Introduction
Tuberculosis, caused by Mycobacterium tuberculosis, is a respiratory infection still prevalent throughout the world. During the last decade, the emergence of multi-drug resistant strains of M. tuberculosis has given rise to the need for the development of new antibiotics in order to combat the infection. In order to develop an efficacious antibiotic, the drug must be able to target a unique aspect of the bacteria, such as a protein, that is critical for its full virulence and survival. MgtC, an integral protein embedded in the extracellular membrane of M. tuberculosis, has recently been hypothesized as a novel drug target to resolve tuberculosis infections. The targeting of MgtC was a result of observing that upon deletion of the protein from M. tuberculosis, the bacteria are no longer able to survive.
Structure
Based on its tertiary structure, this protein has been placed into a larger group of proteins known as the MgtC superfamily. The overall structure of MgtC is constituted by two domains: an N-terminal domain and a C-terminal domain. Each of these domains have striking similarities and differences with other MgtC-like proteins.
N-terminal Domain
The N-terminal domain of MgtC is highly-conserved between orthologues of the MgtC super family. This domain is largely hydrophobic and serves as the main component of MgtC that allows its embedment in the extracellular membrane. While this domain is highly conserved amongst orthologues, a crystal structure is not yet available.
C-terminal Domain
This domain of MgtC, in contrast, is highly variable in comparison to several orthologues, as presented by Yang et al. While the N-terminal domain is largely hydrophobic, this domain is relatively hydrophilic and soluble. Additionally, there is a crystal structure available for this domain. When comparing the crystal structure of the C-terminal domain to other protein structures, there are striking similarities between this domain and a class of proteins known as ACT domains.
Function
Collectively, because there is not a crystal structure available for the entire protein and the high variability of the C-terminal domain, it has been difficult to characterize the biochemical function performed by MgtC within M. tuberculosis. Several roles have been proposed, including magnesium uptake, the binding of amino acids, and chelation.
Magnesium Transport
A role for MgtC as a magnesium transporter has been debated since its discovery. Several publications have produced data indicating that this protein is critical for the uptake of magnesium in magnesium-deprived medium, while other literature has shown that this protein plays an insignificant role in this process.

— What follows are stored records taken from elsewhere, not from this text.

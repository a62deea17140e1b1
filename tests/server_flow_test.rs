// End-to-end tests of the demo server routes
use std::sync::Arc;

use actix_web::{http::StatusCode, test, web, App};
use serde_json::{json, Value};
use webauthn_rp::handlers::configure_services;
use webauthn_rp::store::{
    ChallengeStore, CredentialStore, InMemoryChallengeStore, InMemoryCredentialStore, StoreError,
    StoredCredential, UserRecord,
};
use webauthn_rp::testing::constants::{TEST_EMAIL, TEST_ORIGIN, TEST_RP_ID, TEST_USER_NAME};
use webauthn_rp::testing::{TestAuthenticator, TestFixtures};
use webauthn_rp::webauthn::UserEntity;

macro_rules! init_app {
    () => {
        init_app!(Arc::new(InMemoryCredentialStore::new()))
    };
    ($users:expr) => {{
        let challenges: Arc<dyn ChallengeStore> =
            Arc::new(InMemoryChallengeStore::with_timeout_ms(60_000));
        let users: Arc<dyn CredentialStore> = $users;
        test::init_service(
            App::new()
                .app_data(web::Data::new(TestFixtures::service()))
                .app_data(web::Data::from(challenges))
                .app_data(web::Data::from(users))
                .app_data(web::Data::new(TestFixtures::settings()))
                .configure(configure_services),
        )
        .await
    }};
}

fn post_json(uri: &str, body: &Value) -> test::TestRequest {
    test::TestRequest::post().uri(uri).set_json(body)
}

fn post_payload(uri: &str, payload: String) -> test::TestRequest {
    test::TestRequest::post()
        .uri(uri)
        .insert_header(("content-type", "application/json"))
        .set_payload(payload)
}

fn registration_body() -> Value {
    json!({ "username": TEST_USER_NAME, "email": TEST_EMAIL })
}

/// Credential store whose counter updates always fail
struct FailingCounterStore {
    inner: InMemoryCredentialStore,
    conflict: bool,
}

impl CredentialStore for FailingCounterStore {
    fn create_user(&self, user: UserEntity) -> Result<(), StoreError> {
        self.inner.create_user(user)
    }

    fn get_user(&self, name: &str) -> Result<UserRecord, StoreError> {
        self.inner.get_user(name)
    }

    fn save_credential(&self, name: &str, credential: StoredCredential) -> Result<(), StoreError> {
        self.inner.save_credential(name, credential)
    }

    fn update_sign_count(
        &self,
        _name: &str,
        expected: u32,
        _sign_count: u32,
    ) -> Result<(), StoreError> {
        if self.conflict {
            Err(StoreError::SignCountConflict {
                expected,
                stored: expected + 1,
            })
        } else {
            Err(StoreError::Poisoned)
        }
    }
}

/// Register a credential and return the status of the first login
macro_rules! login_status {
    ($app:expr) => {{
        let mut authenticator = TestAuthenticator::es256();
        let options: Value = test::call_and_read_body_json(
            &$app,
            post_json("/register/begin", &registration_body()).to_request(),
        )
        .await;
        let challenge = options["challenge"].as_str().unwrap().to_string();
        let payload = authenticator.registration_payload(TEST_RP_ID, TEST_ORIGIN, &challenge);
        let resp =
            test::call_service(&$app, post_payload("/register/finish", payload).to_request()).await;
        assert_eq!(resp.status(), StatusCode::OK);

        let options: Value = test::call_and_read_body_json(
            &$app,
            post_json("/login/begin", &json!({ "email": TEST_EMAIL })).to_request(),
        )
        .await;
        let challenge = options["challenge"].as_str().unwrap().to_string();
        let payload = authenticator.assertion_payload(TEST_RP_ID, TEST_ORIGIN, &challenge);
        let resp =
            test::call_service(&$app, post_payload("/login/finish", payload).to_request()).await;
        let status = resp.status();
        let body: Value = test::read_body_json(resp).await;
        (status, body)
    }};
}

#[actix_web::test]
async fn test_register_then_login() {
    let app = init_app!();
    let mut authenticator = TestAuthenticator::es256();

    let options: Value =
        test::call_and_read_body_json(&app, post_json("/register/begin", &registration_body()).to_request())
            .await;
    assert_eq!(options["rp"]["id"], TEST_RP_ID);
    assert_eq!(options["user"]["name"], TEST_EMAIL);
    assert_eq!(options["pubKeyCredParams"][0]["alg"], -7);
    let challenge = options["challenge"].as_str().unwrap().to_string();

    let payload = authenticator.registration_payload(TEST_RP_ID, TEST_ORIGIN, &challenge);
    let resp = test::call_service(&app, post_payload("/register/finish", payload).to_request()).await;
    assert_eq!(resp.status(), StatusCode::OK);
    let body: Value = test::read_body_json(resp).await;
    assert_eq!(body["success"], true);
    assert_eq!(body["authenticatorName"], "YubiKey 5 NFC");

    let options: Value = test::call_and_read_body_json(
        &app,
        post_json("/login/begin", &json!({ "email": TEST_EMAIL })).to_request(),
    )
    .await;
    assert_eq!(
        options["allowCredentials"][0]["id"],
        authenticator.credential_id_base64url()
    );
    let challenge = options["challenge"].as_str().unwrap().to_string();

    let payload = authenticator.assertion_payload(TEST_RP_ID, TEST_ORIGIN, &challenge);
    let resp = test::call_service(&app, post_payload("/login/finish", payload.clone()).to_request()).await;
    assert_eq!(resp.status(), StatusCode::OK);
    let body: Value = test::read_body_json(resp).await;
    assert_eq!(body["success"], true);
    assert_eq!(body["userVerified"], true);
    assert_eq!(body["username"], TEST_USER_NAME);

    // the challenge was consumed by the first attempt
    let resp = test::call_service(&app, post_payload("/login/finish", payload).to_request()).await;
    assert_eq!(resp.status(), StatusCode::BAD_REQUEST);
    let body: Value = test::read_body_json(resp).await;
    assert_eq!(body["error"], "challenge_not_found");
}

#[actix_web::test]
async fn test_duplicate_registration_conflicts() {
    let app = init_app!();
    let authenticator = TestAuthenticator::es256();

    let options: Value =
        test::call_and_read_body_json(&app, post_json("/register/begin", &registration_body()).to_request())
            .await;
    let challenge = options["challenge"].as_str().unwrap().to_string();
    let payload = authenticator.registration_payload(TEST_RP_ID, TEST_ORIGIN, &challenge);
    let resp = test::call_service(&app, post_payload("/register/finish", payload).to_request()).await;
    assert_eq!(resp.status(), StatusCode::OK);

    let resp = test::call_service(&app, post_json("/register/begin", &registration_body()).to_request()).await;
    assert_eq!(resp.status(), StatusCode::CONFLICT);
}

#[actix_web::test]
async fn test_failed_registration_reports_generic_error() {
    let app = init_app!();
    let authenticator = TestAuthenticator::es256();

    let options: Value =
        test::call_and_read_body_json(&app, post_json("/register/begin", &registration_body()).to_request())
            .await;
    let challenge = options["challenge"].as_str().unwrap().to_string();
    let payload =
        authenticator.registration_payload(TEST_RP_ID, "https://evil.example.com", &challenge);
    let resp = test::call_service(&app, post_payload("/register/finish", payload).to_request()).await;
    assert_eq!(resp.status(), StatusCode::BAD_REQUEST);
    let body: Value = test::read_body_json(resp).await;
    assert_eq!(body["error"], "registration_failed");

    // an abandoned registration can be restarted
    let resp = test::call_service(&app, post_json("/register/begin", &registration_body()).to_request()).await;
    assert_eq!(resp.status(), StatusCode::OK);
}

#[actix_web::test]
async fn test_unknown_challenge_is_rejected() {
    let app = init_app!();
    let authenticator = TestAuthenticator::es256();
    let payload = authenticator.registration_payload(TEST_RP_ID, TEST_ORIGIN, "never-issued");
    let resp = test::call_service(&app, post_payload("/register/finish", payload).to_request()).await;
    assert_eq!(resp.status(), StatusCode::BAD_REQUEST);
    let body: Value = test::read_body_json(resp).await;
    assert_eq!(body["error"], "challenge_not_found");
}

#[actix_web::test]
async fn test_request_validation() {
    let app = init_app!();

    let resp = test::call_service(
        &app,
        post_json("/register/begin", &json!({ "username": "", "email": TEST_EMAIL })).to_request(),
    )
    .await;
    assert_eq!(resp.status(), StatusCode::BAD_REQUEST);

    let resp = test::call_service(&app, post_payload("/login/finish", "{".to_string()).to_request()).await;
    assert_eq!(resp.status(), StatusCode::BAD_REQUEST);
}

#[actix_web::test]
async fn test_login_begin_does_not_reveal_unknown_users() {
    let app = init_app!();

    // registered name without a credential yet
    let resp =
        test::call_service(&app, post_json("/register/begin", &registration_body()).to_request()).await;
    assert_eq!(resp.status(), StatusCode::OK);
    let resp = test::call_service(
        &app,
        post_json("/login/begin", &json!({ "email": TEST_EMAIL })).to_request(),
    )
    .await;
    assert_eq!(resp.status(), StatusCode::BAD_REQUEST);
    let known: Value = test::read_body_json(resp).await;

    let resp = test::call_service(
        &app,
        post_json("/login/begin", &json!({ "email": "nobody@example.com" })).to_request(),
    )
    .await;
    assert_eq!(resp.status(), StatusCode::BAD_REQUEST);
    let unknown: Value = test::read_body_json(resp).await;
    assert_eq!(unknown, known);
    assert_eq!(unknown["error"], "invalid_request");
}

#[actix_web::test]
async fn test_sign_count_store_failure_fails_login() {
    let app = init_app!(Arc::new(FailingCounterStore {
        inner: InMemoryCredentialStore::new(),
        conflict: false,
    }));
    let (status, body) = login_status!(app);
    assert_eq!(status, StatusCode::INTERNAL_SERVER_ERROR);
    assert_eq!(body["error"], "internal_error");
}

#[actix_web::test]
async fn test_concurrent_counter_change_fails_login() {
    let app = init_app!(Arc::new(FailingCounterStore {
        inner: InMemoryCredentialStore::new(),
        conflict: true,
    }));
    let (status, body) = login_status!(app);
    assert_eq!(status, StatusCode::UNAUTHORIZED);
    assert_eq!(body["error"], "authentication_failed");
    assert!(body.get("success").is_none());
}

#[actix_web::test]
async fn test_health_endpoint() {
    let app = init_app!();
    let req = test::TestRequest::get().uri("/ping").to_request();
    let body: Value = test::call_and_read_body_json(&app, req).await;
    assert_eq!(body["status"], "ok");
}
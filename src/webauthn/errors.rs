//! `WebAuthn` error types
//!
//! Every failure carries a machine-checkable [`ErrorKind`] and, where one
//! exists, the underlying cause as its `source()`.

use thiserror::Error;

/// Boxed underlying cause of a failure
pub type Cause = Box<dyn std::error::Error + Send + Sync + 'static>;

/// Coarse classification of a `WebAuthn` failure
#[derive(Debug, Clone, Copy, PartialEq, Eq, Hash)]
pub enum ErrorKind {
    /// Bad relying party setup, fatal at construction
    Config,
    /// Unparseable or disallowed origin
    Origin,
    /// Malformed client data, authenticator data, attestation or extension CBOR
    Parse,
    /// A security check rejected the ceremony
    Security,
    /// Unsupported attestation format or missing credential material
    Format,
    /// The engine itself failed (random source)
    Internal,
}

/// Which decoding stage a parse failure came from
#[derive(Debug, Clone, Copy, PartialEq, Eq, Hash)]
pub enum ParseStage {
    ClientData,
    AuthenticatorData,
    AttestationObject,
    Extensions,
    Signature,
}

/// `WebAuthn` errors that can occur during ceremonies
#[derive(Debug, Error)]
pub enum WebAuthnError {
    // Configuration
    #[error("RP ID cannot be empty")]
    EmptyRpId,

    #[error("RP display name cannot be empty")]
    EmptyRpDisplayName,

    #[error("timeout must be greater than 0")]
    InvalidTimeout,

    #[error("at least one RP origin is required")]
    NoOrigins,

    #[error("invalid RP origin {origin}: {reason}")]
    InvalidOrigin { origin: String, reason: String },

    #[error("unsupported attestation preference: {0}")]
    UnsupportedAttestationPreference(String),

    #[error("invalid user verification requirement: {0}")]
    InvalidUserVerification(String),

    // Origin
    #[error("error parsing origin {origin}")]
    OriginParse {
        origin: String,
        #[source]
        source: url::ParseError,
    },

    #[error("origin not allowed: {0}")]
    OriginNotAllowed(String),

    // Parse
    #[error("failed to parse client data")]
    ParseClientData {
        #[source]
        source: Cause,
    },

    #[error("failed to decode authenticator data")]
    AuthenticatorDataDecode {
        #[source]
        source: Cause,
    },

    #[error("auth data too short, expected at least 37 bytes, got {len}")]
    TooShort { len: usize },

    #[error("auth data too short for attested credential data header, {remaining} bytes remain")]
    TooShortAttested { remaining: usize },

    #[error("auth data too short for credential ID of {expected} bytes, {remaining} bytes remain")]
    TooShortCredentialId { expected: usize, remaining: usize },

    #[error("AT flag set, but no data remains for public key")]
    MissingAttestedKeyData,

    #[error("ED flag set, but no data remains for extensions")]
    MissingExtensionData,

    #[error("failed to decode extension data")]
    ExtensionDecode {
        #[source]
        source: Cause,
    },

    #[error("failed to decode attestation object")]
    AttestationDecode {
        #[source]
        source: Cause,
    },

    #[error("failed to decode signature")]
    SignatureDecode {
        #[source]
        source: Cause,
    },

    // Security
    #[error("client data type mismatch: expected {expected}, got {actual}")]
    TypeMismatch {
        expected: &'static str,
        actual: String,
    },

    #[error("RP ID hash mismatch")]
    RpIdHashMismatch,

    #[error("flag User Present not set")]
    UserPresentFlagNotSet,

    #[error("flag User Verified not set")]
    UserVerifiedFlagNotSet,

    #[error("signature verification error")]
    SignatureVerification {
        #[source]
        source: Cause,
    },

    #[error("invalid signature")]
    InvalidSignature,

    #[error("signature count regression: received {received}, stored {stored}")]
    SignCountRegression { received: u32, stored: u32 },

    // Format
    #[error("unsupported attestation format received: {0}")]
    UnsupportedAttestationFormat(String),

    #[error("missing public key")]
    MissingPublicKey,

    #[error("invalid public key format")]
    InvalidPublicKey {
        #[source]
        source: Cause,
    },

    #[error("missing credential ID")]
    MissingCredentialId,

    // Internal
    #[error("secure random source failed")]
    RandomSource,
}

impl WebAuthnError {
    /// Classify the error for logging and metrics
    #[must_use]
    pub fn kind(&self) -> ErrorKind {
        match self {
            Self::EmptyRpId
            | Self::EmptyRpDisplayName
            | Self::InvalidTimeout
            | Self::NoOrigins
            | Self::InvalidOrigin { .. }
            | Self::UnsupportedAttestationPreference(_)
            | Self::InvalidUserVerification(_) => ErrorKind::Config,
            Self::OriginParse { .. } | Self::OriginNotAllowed(_) => ErrorKind::Origin,
            Self::ParseClientData { .. }
            | Self::AuthenticatorDataDecode { .. }
            | Self::TooShort { .. }
            | Self::TooShortAttested { .. }
            | Self::TooShortCredentialId { .. }
            | Self::MissingAttestedKeyData
            | Self::MissingExtensionData
            | Self::ExtensionDecode { .. }
            | Self::AttestationDecode { .. }
            | Self::SignatureDecode { .. } => ErrorKind::Parse,
            Self::TypeMismatch { .. }
            | Self::RpIdHashMismatch
            | Self::UserPresentFlagNotSet
            | Self::UserVerifiedFlagNotSet
            | Self::SignatureVerification { .. }
            | Self::InvalidSignature
            | Self::SignCountRegression { .. } => ErrorKind::Security,
            Self::UnsupportedAttestationFormat(_)
            | Self::MissingPublicKey
            | Self::InvalidPublicKey { .. }
            | Self::MissingCredentialId => ErrorKind::Format,
            Self::RandomSource => ErrorKind::Internal,
        }
    }

    /// The decoding stage that failed, for parse errors
    #[must_use]
    pub fn parse_stage(&self) -> Option<ParseStage> {
        match self {
            Self::ParseClientData { .. } => Some(ParseStage::ClientData),
            Self::AuthenticatorDataDecode { .. }
            | Self::TooShort { .. }
            | Self::TooShortAttested { .. }
            | Self::TooShortCredentialId { .. }
            | Self::MissingAttestedKeyData
            | Self::MissingExtensionData => Some(ParseStage::AuthenticatorData),
            Self::ExtensionDecode { .. } => Some(ParseStage::Extensions),
            Self::AttestationDecode { .. } => Some(ParseStage::AttestationObject),
            Self::SignatureDecode { .. } => Some(ParseStage::Signature),
            _ => None,
        }
    }
}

Support for a role in magnesium transport is supported by: 1) Mutants of MgtC are unable to survive in low-magnesium environment; 2) Expression of the gene encoding for MgtC is highly-induced in low magnesium environment; 3) Genes adjacent to the MgtC gene encode for known magnesium transporters. Very recent evidence against MgtC playing a role in magnesium transport showed that RT-PCR experiments gave consistent levels of MgtC expression despite changes in the concentration of extracellular magnesium.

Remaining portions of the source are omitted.